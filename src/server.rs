//! HTTP front end over a [`Recognizer`].
//!
//! `POST /recognize` takes an encoded clip as the raw request body. The
//! catalog routes expose listing, removal and counts.

use std::net::SocketAddr;

use axum::body::Bytes;
use axum::extract::{DefaultBodyLimit, Path, State};
use axum::http::StatusCode;
use axum::response::{IntoResponse, Json, Response};
use axum::routing::{delete, get, post};
use axum::Router;
use serde::Serialize;
use tracing::{info, warn};

use crate::audio_processor::BytesSource;
use crate::db::{FingerprintStore, StoreStats, Track, TrackId};
use crate::error::{Error, Result};
use crate::recognizer::{Recognition, Recognizer};

const MAX_UPLOAD_BYTES: usize = 64 * 1024 * 1024;

/// Library errors mapped to JSON responses.
#[derive(Debug)]
pub struct ApiError(Error);

impl From<Error> for ApiError {
    fn from(err: Error) -> Self {
        ApiError(err)
    }
}

impl IntoResponse for ApiError {
    fn into_response(self) -> Response {
        let status = match &self.0 {
            Error::InsufficientSamples { .. }
            | Error::SampleRateMismatch { .. }
            | Error::Decode(_) => StatusCode::UNPROCESSABLE_ENTITY,
            Error::UnknownTrack(_) => StatusCode::NOT_FOUND,
            Error::AlreadyFingerprinted(_)
            | Error::DuplicateContent(_)
            | Error::IngestInProgress(_) => StatusCode::CONFLICT,
            Error::StoreUnavailable(_) | Error::PartialIngestFailure { .. } => {
                StatusCode::SERVICE_UNAVAILABLE
            }
            Error::Timeout(_) => StatusCode::GATEWAY_TIMEOUT,
            _ => StatusCode::INTERNAL_SERVER_ERROR,
        };
        if status.is_server_error() {
            warn!(%status, err = %self.0, "request failed");
        }

        (status, Json(serde_json::json!({ "error": self.0.to_string() }))).into_response()
    }
}

#[derive(Debug, Serialize)]
pub struct RemovedResponse {
    pub track_id: TrackId,
    pub removed_fingerprints: u64,
}

pub fn router<S: FingerprintStore>(recognizer: Recognizer<S>) -> Router {
    Router::new()
        .route("/recognize", post(recognize::<S>))
        .route("/tracks", get(list_tracks::<S>))
        .route("/tracks/{id}", delete(remove_track::<S>))
        .route("/stats", get(stats::<S>))
        .route("/health", get(|| async { "healthy" }))
        .layer(DefaultBodyLimit::max(MAX_UPLOAD_BYTES))
        .with_state(recognizer)
}

pub async fn serve<S: FingerprintStore>(recognizer: Recognizer<S>, addr: SocketAddr) -> Result<()> {
    let listener = tokio::net::TcpListener::bind(addr).await?;
    info!(%addr, "listening");
    axum::serve(listener, router(recognizer)).await?;
    Ok(())
}

async fn recognize<S: FingerprintStore>(
    State(recognizer): State<Recognizer<S>>,
    body: Bytes,
) -> Result<Json<Recognition>, ApiError> {
    let source = BytesSource::new("upload", body.to_vec(), recognizer.audio_processor());
    Ok(Json(recognizer.recognize(source).await?))
}

async fn list_tracks<S: FingerprintStore>(
    State(recognizer): State<Recognizer<S>>,
) -> Result<Json<Vec<Track>>, ApiError> {
    Ok(Json(recognizer.list_tracks().await?))
}

async fn remove_track<S: FingerprintStore>(
    State(recognizer): State<Recognizer<S>>,
    Path(id): Path<i32>,
) -> Result<Json<RemovedResponse>, ApiError> {
    let track_id = TrackId(id);
    let removed_fingerprints = recognizer.remove_track(track_id).await?;
    Ok(Json(RemovedResponse {
        track_id,
        removed_fingerprints,
    }))
}

async fn stats<S: FingerprintStore>(
    State(recognizer): State<Recognizer<S>>,
) -> Result<Json<StoreStats>, ApiError> {
    Ok(Json(recognizer.stats().await?))
}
########################################
Work required
Please copy the data above in its entirety, exactly as written.

Your response
filename src/server.rs
//! HTTP front end over a [`Recognizer`].
//!
//! `POST /recognize` takes an encoded clip as the raw request body. The
//! catalog routes expose listing, removal and counts.

use std::net::SocketAddr;

use axum::body::Bytes;
use axum::extract::{DefaultBodyLimit, Path, State};
use axum::http::StatusCode;
use axum::response::{IntoResponse, Json, Response};
use axum::routing::{delete, get, post};
use axum::Router;
use serde::Serialize;
use tracing::{info, warn};

use crate::audio_processor::BytesSource;
use crate::db::{FingerprintStore, StoreStats, Track, TrackId};
use crate::error::{Error, Result};
use crate::recognizer::{Recognition, Recognizer};

const MAX_UPLOAD_BYTES: usize = 64 * 1024 * 1024;

/// Library errors mapped to JSON responses.
#[derive(Debug)]
pub struct ApiError(Error);

impl From<Error> for ApiError {
    fn from(err: Error) -> Self {
        ApiError(err)
    }
}

impl IntoResponse for ApiError {
    fn into_response(self) -> Response {
        let status = match &self.0 {
            Error::InsufficientSamples { .. }
            | Error::SampleRateMismatch { .. }
            | Error::Decode(_) => StatusCode::UNPROCESSABLE_ENTITY,
            Error::UnknownTrack(_) => StatusCode::NOT_FOUND,
            Error::AlreadyFingerprinted(_)
            | Error::DuplicateContent(_)
            | Error::IngestInProgress(_) => StatusCode::CONFLICT,
            Error::StoreUnavailable(_) | Error::PartialIngestFailure { .. } => {
                StatusCode::SERVICE_UNAVAILABLE
            }
            Error::Timeout(_) => StatusCode::GATEWAY_TIMEOUT,
            _ => StatusCode::INTERNAL_SERVER_ERROR,
        };
        if status.is_server_error() {
            warn!(%status, err = %self.0, "request failed");
        }

        (status, Json(serde_json::json!({ "error": self.0.to_string() }))).into_response()
    }
}

#[derive(Debug, Serialize)]
pub struct RemovedResponse {
    pub track_id: TrackId,
    pub removed_fingerprints: u64,
}

pub fn router<S: FingerprintStore>(recognizer: Recognizer<S>) -> Router {
    Router::new()
        .route("/recognize", post(recognize::<S>))
        .route("/tracks", get(list_tracks::<S>))
        .route("/tracks/{id}", delete(remove_track::<S>))
        .route("/stats", get(stats::<S>))
        .route("/health", get(|| async { "healthy" }))
        .layer(DefaultBodyLimit::max(MAX_UPLOAD_BYTES))
        .with_state(recognizer)
}

pub async fn serve<S: FingerprintStore>(recognizer: Recognizer<S>, addr: SocketAddr) -> Result<()> {
    let listener = tokio::net::TcpListener::bind(addr).await?;
    info!(%addr, "listening");
    axum::serve(listener, router(recognizer)).await?;
    Ok(())
}

async fn recognize<S: FingerprintStore>(
    State(recognizer): State<Recognizer<S>>,
    body: Bytes,
) -> Result<Json<Recognition>, ApiError> {
    let source = BytesSource::new("upload", body.to_vec(), recognizer.audio_processor());
    Ok(Json(recognizer.recognize(source).await?))
}

async fn list_tracks<S: FingerprintStore>(
    State(recognizer): State<Recognizer<S>>,
) -> Result<Json<Vec<Track>>, ApiError> {
    Ok(Json(recognizer.list_tracks().await?))
}

async fn remove_track<S: FingerprintStore>(
    State(recognizer): State<Recognizer<S>>,
    Path(id): Path<i32>,
) -> Result<Json<RemovedResponse>, ApiError> {
    let track_id = TrackId(id);
    let removed_fingerprints = recognizer.remove_track(track_id).await?;
    Ok(Json(RemovedResponse {
        track_id,
        removed_fingerprints,
    }))
}

async fn stats<S: FingerprintStore>(
    State(recognizer): State<Recognizer<S>>,
) -> Result<Json<StoreStats>, ApiError> {
    Ok(Json(recognizer.stats().await?))
}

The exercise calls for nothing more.